Paper No. 6
Presentation Time: 1:30 PM-5:30 PM
GEOARCHAEOLOGICAL AND ARCHAEOLOGICAL INVESTIGATIONS AT PARRISH ROCKSHELTER (36Fo106), FOREST COUNTY, PENNSYLVANIA
“Parrish” Rockshelter is situated in a near-vertical rock face along a high upland divide within the Unglaciated Appalachian Plateaus. To date, archaeological materials recovered from this rockshelter indicate occupations from the late Archaic through the late Woodland (6000 yrs. B.P. through 500 yrs. B.P.); however, the site’s sediments have the potential to yield evidence of much earlier occupations. At “Parrish” Rockshelter, ongoing geological processes established a prehistoric habitation location and provided a mode for the preservation of evidence of cultural occupation. The rock reentrant has formed from the in situ weathering of lower Pennsylvanian age interbedded sandstones and conglomerates. Development of the rock reentrant has proceeded since the Wisconsinan glacial period in response to changes in climate which affected the rates of weathering and mass wasting, and subsequent site sedimentation. The dominate processes for site sedimentation both inside and outside the dripline are grain by grain attrition, rock fall, and slope wash.

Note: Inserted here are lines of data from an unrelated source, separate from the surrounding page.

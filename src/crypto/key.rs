//! Resolution of the process encryption key.
//!
//! Runs once at startup. The raw key material comes from `ENCRYPTION_KEY`; it
//! is checked for strength and then offered to each decoder in [`DECODERS`].
//! The first decoder whose key passes [`CipherBox::self_test`] wins.
//!
//! Failure handling depends on the environment:
//! - production: any failure is fatal ([`KeyError`]), nothing may start
//! - elsewhere: a random per-process key is substituted when the ephemeral
//!   fallback is allowed, otherwise the cipher is left unavailable and every
//!   sensitive write is refused

use base64::{
    engine::general_purpose::{STANDARD, STANDARD_NO_PAD, URL_SAFE, URL_SAFE_NO_PAD},
    Engine,
};
use pbkdf2::pbkdf2_hmac;
use rand::{rngs::OsRng, RngCore};
use sha2::Sha256;
use thiserror::Error;
use tracing::{error, info, warn};
use zeroize::Zeroizing;

use super::cipher::{CipherBox, EncryptionKey, KeySource, KEY_LEN};
use crate::config::SecurityConfig;

/// Minimum accepted length of the key material, in characters.
pub const MIN_KEY_MATERIAL_LEN: usize = 32;

/// PBKDF2-HMAC-SHA256 iteration count for password-style material.
pub const PBKDF2_ITERATIONS: u32 = 100_000;

const PBKDF2_SALT_LEN: usize = 16;

/// Longest tolerated run of one repeated character or of consecutive digits.
const MAX_RUN: usize = 5;

const WEAK_SUBSTRINGS: &[&str] = &[
    "password", "changeme", "secret", "qwerty", "letmein", "default",
];

/// Startup key errors
#[derive(Debug, Error)]
pub enum KeyError {
    #[error("ENCRYPTION_KEY is required in production but was not configured")]
    Missing,

    #[error("ENCRYPTION_KEY rejected: {0}")]
    Weak(#[from] StrengthError),

    #[error("ENCRYPTION_KEY could not be interpreted as a working key")]
    Undecodable,
}

/// Reasons key material fails the strength policy.
#[derive(Debug, Error, PartialEq, Eq)]
pub enum StrengthError {
    #[error("too short ({len} characters, minimum {min})")]
    TooShort { len: usize, min: usize },

    #[error("only alphabetic characters")]
    AllAlphabetic,

    #[error("more than 25% padding characters")]
    TooMuchPadding,

    #[error("contains a long run of a repeated character")]
    RepeatedRun,

    #[error("contains a long run of sequential digits")]
    SequentialDigits,

    #[error("contains a common weak pattern")]
    WeakSubstring,
}

/// Everything the provisioner needs, lifted out of the loaded configuration.
#[derive(Clone)]
pub struct KeyInput {
    pub material: Option<String>,
    pub production: bool,
    pub allow_ephemeral: bool,
}

impl KeyInput {
    pub fn from_config(security: &SecurityConfig) -> Self {
        Self {
            material: security.encryption_key.clone(),
            production: security.is_production(),
            allow_ephemeral: security.ephemeral_fallback_allowed(),
        }
    }
}

impl std::fmt::Debug for KeyInput {
    fn fmt(&self, f: &mut std::fmt::Formatter<'_>) -> std::fmt::Result {
        f.debug_struct("KeyInput")
            .field("material", &self.material.as_ref().map(|_| "<redacted>"))
            .field("production", &self.production)
            .field("allow_ephemeral", &self.allow_ephemeral)
            .finish()
    }
}

/// A pure interpretation of key material.
pub type Decoder = fn(&str) -> Option<EncryptionKey>;

/// Decoders in the order they are tried.
pub const DECODERS: [(KeySource, Decoder); 3] = [
    (KeySource::Base64, decode_base64),
    (KeySource::Hex, decode_hex),
    (KeySource::Pbkdf2, derive_pbkdf2),
];

/// Base64 (URL-safe or standard, padded or not) of exactly 32 bytes.
pub fn decode_base64(material: &str) -> Option<EncryptionKey> {
    [&URL_SAFE, &STANDARD, &URL_SAFE_NO_PAD, &STANDARD_NO_PAD]
        .iter()
        .filter_map(|engine| engine.decode(material).ok())
        .find_map(|bytes| {
            let bytes = Zeroizing::new(bytes);
            EncryptionKey::from_slice(&bytes)
        })
}

/// Hex, optionally `0x`-prefixed and space separated; the first 64 digits are used.
pub fn decode_hex(material: &str) -> Option<EncryptionKey> {
    let cleaned: Zeroizing<String> = Zeroizing::new(
        material
            .trim_start_matches("0x")
            .chars()
            .filter(|c| *c != ' ')
            .collect(),
    );
    if cleaned.len() < KEY_LEN * 2 || !cleaned.is_char_boundary(KEY_LEN * 2) {
        return None;
    }
    let bytes = Zeroizing::new(hex::decode(&cleaned[..KEY_LEN * 2]).ok()?);
    EncryptionKey::from_slice(&bytes)
}

/// PBKDF2-HMAC-SHA256 over the material.
///
/// The salt is the first 16 bytes of the material, right-padded with `'0'`, so
/// the same material always yields the same key.
pub fn derive_pbkdf2(material: &str) -> Option<EncryptionKey> {
    let mut salt = [b'0'; PBKDF2_SALT_LEN];
    let prefix = &material.as_bytes()[..material.len().min(PBKDF2_SALT_LEN)];
    salt[..prefix.len()].copy_from_slice(prefix);

    let mut out = Zeroizing::new([0u8; KEY_LEN]);
    pbkdf2_hmac::<Sha256>(material.as_bytes(), &salt, PBKDF2_ITERATIONS, out.as_mut());
    Some(EncryptionKey::from_bytes(*out))
}

/// Strength policy applied to key material before any decoding.
pub fn check_strength(material: &str) -> Result<(), StrengthError> {
    let chars: Vec<char> = material.chars().collect();
    if chars.len() < MIN_KEY_MATERIAL_LEN {
        return Err(StrengthError::TooShort {
            len: chars.len(),
            min: MIN_KEY_MATERIAL_LEN,
        });
    }
    if chars.iter().all(|c| c.is_alphabetic()) {
        return Err(StrengthError::AllAlphabetic);
    }
    let padding = chars.iter().filter(|c| **c == '=').count();
    if padding * 4 > chars.len() {
        return Err(StrengthError::TooMuchPadding);
    }
    if longest_run(&chars, |a, b| a == b) > MAX_RUN {
        return Err(StrengthError::RepeatedRun);
    }
    let ascending = |a: char, b: char| {
        a.is_ascii_digit() && b.is_ascii_digit() && b as u8 == a as u8 + 1
    };
    let descending = |a: char, b: char| {
        a.is_ascii_digit() && b.is_ascii_digit() && a as u8 == b as u8 + 1
    };
    if longest_run(&chars, ascending) > MAX_RUN || longest_run(&chars, descending) > MAX_RUN {
        return Err(StrengthError::SequentialDigits);
    }
    let lowered = material.to_lowercase();
    if WEAK_SUBSTRINGS.iter().any(|weak| lowered.contains(weak)) {
        return Err(StrengthError::WeakSubstring);
    }
    Ok(())
}

/// Length of the longest stretch where every adjacent pair satisfies `linked`.
fn longest_run(chars: &[char], linked: impl Fn(char, char) -> bool) -> usize {
    if chars.is_empty() {
        return 0;
    }
    let mut best = 1;
    let mut current = 1;
    for pair in chars.windows(2) {
        if linked(pair[0], pair[1]) {
            current += 1;
            best = best.max(current);
        } else {
            current = 1;
        }
    }
    best
}

/// Check strength, then try each decoder until one yields a working cipher.
pub fn interpret(material: &str) -> Result<CipherBox, KeyError> {
    check_strength(material)?;
    DECODERS
        .iter()
        .filter_map(|(source, decode)| decode(material).map(|key| CipherBox::new(&key, *source)))
        .find(CipherBox::self_test)
        .ok_or(KeyError::Undecodable)
}

/// Turns configured key material into the process [`CipherBox`].
pub struct KeyProvisioner;

impl KeyProvisioner {
    /// Resolve the process cipher. Logs exactly one initialization line.
    ///
    /// Returns `Err` only in production; outside production failures degrade
    /// to an ephemeral key or an unavailable cipher.
    pub fn resolve(input: &KeyInput) -> Result<CipherBox, KeyError> {
        let material = input
            .material
            .as_deref()
            .map(str::trim)
            .filter(|m| !m.is_empty());

        let outcome = match material {
            Some(material) => interpret(material),
            None => Err(KeyError::Missing),
        };

        match outcome {
            Ok(cipher) => {
                info!(
                    key_source = cipher.key_source().as_str(),
                    production = input.production,
                    "Encryption initialized"
                );
                Ok(cipher)
            }
            Err(e) if input.production => {
                error!(error = %e, production = true, "Encryption initialization failed, refusing to start");
                Err(e)
            }
            Err(e) if input.allow_ephemeral => {
                let cipher = CipherBox::new(&EncryptionKey::generate(), KeySource::Ephemeral);
                if cipher.self_test() {
                    warn!(
                        key_source = KeySource::Ephemeral.as_str(),
                        error = %e,
                        "EPHEMERAL KEY in use: values encrypted now are unreadable after restart. Configure ENCRYPTION_KEY"
                    );
                    Ok(cipher)
                } else {
                    error!(
                        key_source = KeySource::Unavailable.as_str(),
                        error = %e,
                        "Ephemeral key failed self-test, encryption unavailable"
                    );
                    Ok(CipherBox::unavailable())
                }
            }
            Err(e) => {
                warn!(
                    key_source = KeySource::Unavailable.as_str(),
                    error = %e,
                    "Encryption unavailable: sensitive settings cannot be saved"
                );
                Ok(CipherBox::unavailable())
            }
        }
    }
}

/// Fresh key material for operators: URL-safe base64 of 32 random bytes.
///
/// The result always passes [`check_strength`] and decodes via [`decode_base64`].
pub fn generate_key_material() -> String {
    loop {
        let mut bytes = Zeroizing::new([0u8; KEY_LEN]);
        OsRng.fill_bytes(bytes.as_mut());
        let material = URL_SAFE.encode(&bytes[..]);
        if check_strength(&material).is_ok() {
            return material;
        }
    }
}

As a result of limited archaeological excavations, seven distinct lithostratigraphic units have been identified within the extant dripline of the rockshelter. The two principal artifact bearing lithostratigraphic units correlate temporally with well-dated paleosols found in fluvial contexts within the upper Ohio River drainage basin. Granulometric, micromorphology, and biogeochemical analysis of each lithostratigraphic unit have provided important information regarding the effects of climate on rockshelter evolution, sediment diagenesis, site sedimentation, and prehistoric occupation.